I set the eBook price at $14.99 on GooglePlay as well, then Google decided to offer it for $9.99. 


Jeff Mellinger sent me this photo of pages 183 and 184, available for free on GooglePlay

I apologize for this pricing confusion, but it is out of my hands. Amazon rationalizes its softcover pricing by citing the large format of the book at 8.5-inches x 11 inches, and the number of photographs in the book. As I say, at 377 pages, the book weighs 2.4 pounds. 

The book is also available on iBooks. The iBooks version is $14.99, and it is electronic only, for reading on Apple iDevices like iPads, iPhones and Macs. It is very slick, befitting an Apple product. 

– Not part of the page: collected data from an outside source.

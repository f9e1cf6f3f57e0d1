//! Per-action press/release state machine
//!
//! Turns raw key-down/key-up edges for registered chords into exactly one
//! `Pressed` and one `Released` per physical press. Auto-repeat key-downs
//! are swallowed and a press arriving within the debounce window after the
//! same action's release is ignored.

use std::collections::{HashMap, HashSet};
use std::sync::Arc;
use std::time::{Duration, Instant};

use serde::{Deserialize, Serialize};
use tracing::{debug, trace};

use super::bindings::HotkeyAction;
use super::chord::Chord;
use super::registry::HotkeyRegistry;

/// Default window after a release during which a new press is ignored
pub const DEFAULT_DEBOUNCE: Duration = Duration::from_millis(100);

/// Edge-triggered hotkey transition
#[derive(Debug, Clone, Copy, PartialEq, Eq, Serialize, Deserialize)]
#[serde(tag = "edge", content = "action", rename_all = "snake_case")]
pub enum HotkeyEvent {
    Pressed(HotkeyAction),
    Released(HotkeyAction),
}

#[derive(Debug, Clone, Copy, PartialEq, Eq)]
pub enum KeyEdge {
    Down,
    Up,
}

/// What the hook should do with a key event
#[derive(Debug, Clone, PartialEq, Eq)]
pub enum Dispatch {
    /// Not a registered chord; deliver to the focused program
    PassThrough,
    /// Registered chord, but a repeat or inside the debounce window
    Suppressed,
    /// Registered chord that changed state
    Emit(HotkeyEvent),
}

impl Dispatch {
    /// Matched events never reach other programs
    pub fn consumed(&self) -> bool {
        !matches!(self, Dispatch::PassThrough)
    }
}

pub struct Dispatcher {
    registry: Arc<HotkeyRegistry>,
    held: HashSet<(HotkeyAction, Chord)>,
    last_release: HashMap<HotkeyAction, Instant>,
    debounce: Duration,
}

impl Dispatcher {
    pub fn new(registry: Arc<HotkeyRegistry>, debounce: Duration) -> Self {
        Self {
            registry,
            held: HashSet::new(),
            last_release: HashMap::new(),
            debounce,
        }
    }

    /// Swap in a rebuilt registry. Chords already down stay held so their
    /// key-up still emits `Released`, even if the new bindings dropped them.
    pub fn replace_registry(&mut self, registry: Arc<HotkeyRegistry>) {
        if !self.held.is_empty() {
            debug!(held = self.held.len(), "registry replaced while chords are held");
        }
        self.registry = registry;
    }

    pub fn handle(&mut self, edge: KeyEdge, chord: &Chord, now: Instant) -> Dispatch {
        match edge {
            KeyEdge::Down => self.key_down(chord, now),
            KeyEdge::Up => self.key_up(chord, now),
        }
    }

    fn key_down(&mut self, chord: &Chord, now: Instant) -> Dispatch {
        let Some(action) = self.registry.lookup(&chord.to_string()) else {
            return Dispatch::PassThrough;
        };

        let entry = (action, chord.clone());
        if self.held.contains(&entry) {
            trace!(%action, "key repeat suppressed");
            return Dispatch::Suppressed;
        }

        if let Some(released) = self.last_release.get(&action) {
            if now.saturating_duration_since(*released) < self.debounce {
                debug!(%action, "press inside debounce window suppressed");
                return Dispatch::Suppressed;
            }
        }

        self.held.insert(entry);
        debug!(%action, %chord, "hotkey pressed");
        Dispatch::Emit(HotkeyEvent::Pressed(action))
    }

    fn key_up(&mut self, chord: &Chord, now: Instant) -> Dispatch {
        let exact = self
            .registry
            .lookup(&chord.to_string())
            .map(|action| (action, chord.clone()))
            .filter(|entry| self.held.contains(entry));

        // A modifier let go before the key changes the chord we see here;
        // fall back to whichever held chord uses the same key.
        let entry = exact.or_else(|| {
            self.held
                .iter()
                .find(|(_, held)| held.key().is_some() && held.key() == chord.key())
                .cloned()
        });

        match entry {
            Some(entry) => {
                self.held.remove(&entry);
                let action = entry.0;
                self.last_release.insert(action, now);
                debug!(%action, "hotkey released");
                Dispatch::Emit(HotkeyEvent::Released(action))
            }
            None if self.registry.lookup(&chord.to_string()).is_some() => Dispatch::Suppressed,
            None => Dispatch::PassThrough,
        }
    }
}

#[cfg(test)]
mod tests {
    use super::*;

    fn dispatcher() -> Dispatcher {
        let play = Chord::parse("ctrl+alt+p").unwrap();
        let ff = Chord::parse("ctrl+alt+right").unwrap();
        let registry = HotkeyRegistry::from_bindings([
            (HotkeyAction::TogglePlayPause, &play),
            (HotkeyAction::FastForward, &ff),
        ]);
        Dispatcher::new(Arc::new(registry), DEFAULT_DEBOUNCE)
    }

    fn chord(s: &str) -> Chord {
        Chord::parse(s).unwrap()
    }

    #[test]
    fn test_key_repeat_emits_single_press() {
        let mut d = dispatcher();
        let start = Instant::now();
        let play = chord("alt+ctrl+p");

        let emitted: Vec<_> = (0..5)
            .map(|i| d.handle(KeyEdge::Down, &play, start + Duration::from_millis(i * 30)))
            .filter(|r| matches!(r, Dispatch::Emit(_)))
            .collect();
        assert_eq!(
            emitted,
            vec![Dispatch::Emit(HotkeyEvent::Pressed(HotkeyAction::TogglePlayPause))]
        );

        let up = d.handle(KeyEdge::Up, &play, start + Duration::from_millis(200));
        assert_eq!(up, Dispatch::Emit(HotkeyEvent::Released(HotkeyAction::TogglePlayPause)));
    }

    #[test]
    fn test_press_inside_debounce_window_suppressed() {
        let mut d = dispatcher();
        let start = Instant::now();
        let play = chord("alt+ctrl+p");

        d.handle(KeyEdge::Down, &play, start);
        d.handle(KeyEdge::Up, &play, start + Duration::from_millis(10));

        let early = d.handle(KeyEdge::Down, &play, start + Duration::from_millis(60));
        assert_eq!(early, Dispatch::Suppressed);
        assert!(early.consumed());

        let late = d.handle(KeyEdge::Down, &play, start + Duration::from_millis(120));
        assert_eq!(late, Dispatch::Emit(HotkeyEvent::Pressed(HotkeyAction::TogglePlayPause)));
    }

    #[test]
    fn test_unregistered_chord_passes_through() {
        let mut d = dispatcher();
        let now = Instant::now();
        let other = chord("ctrl+c");
        assert_eq!(d.handle(KeyEdge::Down, &other, now), Dispatch::PassThrough);
        assert!(!d.handle(KeyEdge::Up, &other, now).consumed());
    }

    #[test]
    fn test_release_after_modifier_let_go() {
        let mut d = dispatcher();
        let now = Instant::now();
        d.handle(KeyEdge::Down, &chord("alt+ctrl+right"), now);

        // ctrl released first, so the key-up arrives as alt+right
        let up = d.handle(KeyEdge::Up, &chord("alt+right"), now + Duration::from_millis(300));
        assert_eq!(up, Dispatch::Emit(HotkeyEvent::Released(HotkeyAction::FastForward)));
        assert!(d.held.is_empty());
    }

    #[test]
    fn test_actions_are_independent() {
        let mut d = dispatcher();
        let now = Instant::now();
        let play = chord("alt+ctrl+p");
        let ff = chord("alt+ctrl+right");

        d.handle(KeyEdge::Down, &play, now);
        d.handle(KeyEdge::Up, &play, now + Duration::from_millis(5));
        // a different action is not debounced by play's release
        let r = d.handle(KeyEdge::Down, &ff, now + Duration::from_millis(20));
        assert_eq!(r, Dispatch::Emit(HotkeyEvent::Pressed(HotkeyAction::FastForward)));
    }

    #[test]
    fn test_registry_swap_keeps_held_chord() {
        let mut d = dispatcher();
        let now = Instant::now();
        let play = chord("alt+ctrl+p");
        d.handle(KeyEdge::Down, &play, now);

        let registry = Arc::clone(&d.registry);
        d.replace_registry(registry);
        // still a repeat of the same physical press
        let repeat = d.handle(KeyEdge::Down, &play, now + Duration::from_millis(30));
        assert_eq!(repeat, Dispatch::Suppressed);

        let up = d.handle(KeyEdge::Up, &play, now + Duration::from_millis(60));
        assert_eq!(up, Dispatch::Emit(HotkeyEvent::Released(HotkeyAction::TogglePlayPause)));
    }

    #[test]
    fn test_chord_unbound_while_held_still_releases() {
        let mut d = dispatcher();
        let now = Instant::now();
        let ff = chord("alt+ctrl+right");
        d.handle(KeyEdge::Down, &ff, now);

        let play = chord("ctrl+alt+p");
        d.replace_registry(Arc::new(HotkeyRegistry::from_bindings([(
            HotkeyAction::TogglePlayPause,
            &play,
        )])));

        let up = d.handle(KeyEdge::Up, &ff, now + Duration::from_millis(400));
        assert_eq!(up, Dispatch::Emit(HotkeyEvent::Released(HotkeyAction::FastForward)));
        assert!(d.held.is_empty());
    }

    #[test]
    fn test_orphan_key_up_is_consumed_without_event() {
        let mut d = dispatcher();
        let up = d.handle(KeyEdge::Up, &chord("alt+ctrl+p"), Instant::now());
        assert_eq!(up, Dispatch::Suppressed);
    }
}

The GooglePlay eBook edition came online on December 15, and Google priced it at $9.99. GoogleBooks offers a large portion of the book for free, you can read much of the manuscript at no charge, and then purchase the remainder through GooglePlay.

For those of you who must hold a physical book in your hands, the Amazon softcover is the only option at this time. I prefer that readers read this book in electronic format. It is not only much cheaper, an electronic format enables you to zoom in on the photos and to search the narrative. Nonetheless, some readers prefer a physical book. 

As I get caught up, I will also release A Tale of the Grenada Raiders in audio format, as an AudioBook. I will read every word aloud myself. 

For those of you who waited for this book, I thank you for your patience. For those of you who read it, I am grateful for your time, for your consciousness, and for your eyeballs. 

Young Rangers died in combat on revolutionary Grenada. I hope that this book is a worthy memorial of them. 

Doc T sends. 

Updated 15 February, 2018.
Bangkok. 

ETA: Greg Chabot published an excerpt of Chapter 13 in Soldier of Fortune Magazine, and George Hand reviewed the work for SOFREP. As SOFREP is a subscription service, I posted the entirety of the review on my Facebook page.

Ranger Karl Monger interviewed me for The New American Veteran and posted it on YouTube and Facebook

ETA: I edited some facts that changed over time on 15 February 2018. Google does not compete with Amazon in the print-on-demand marketplace. Amazon holds a virtual monopoly there, and the only way to purchase a physical version of this book is through Amazon. 

At the time of this update, the price remains $64.99. I am very sorry about this, but Amazon is in a position to do whatever they like, and they do. 

The cheapest way to access an electronic copy of this book is via GoogleBooks or GooglePlay, at $9.99.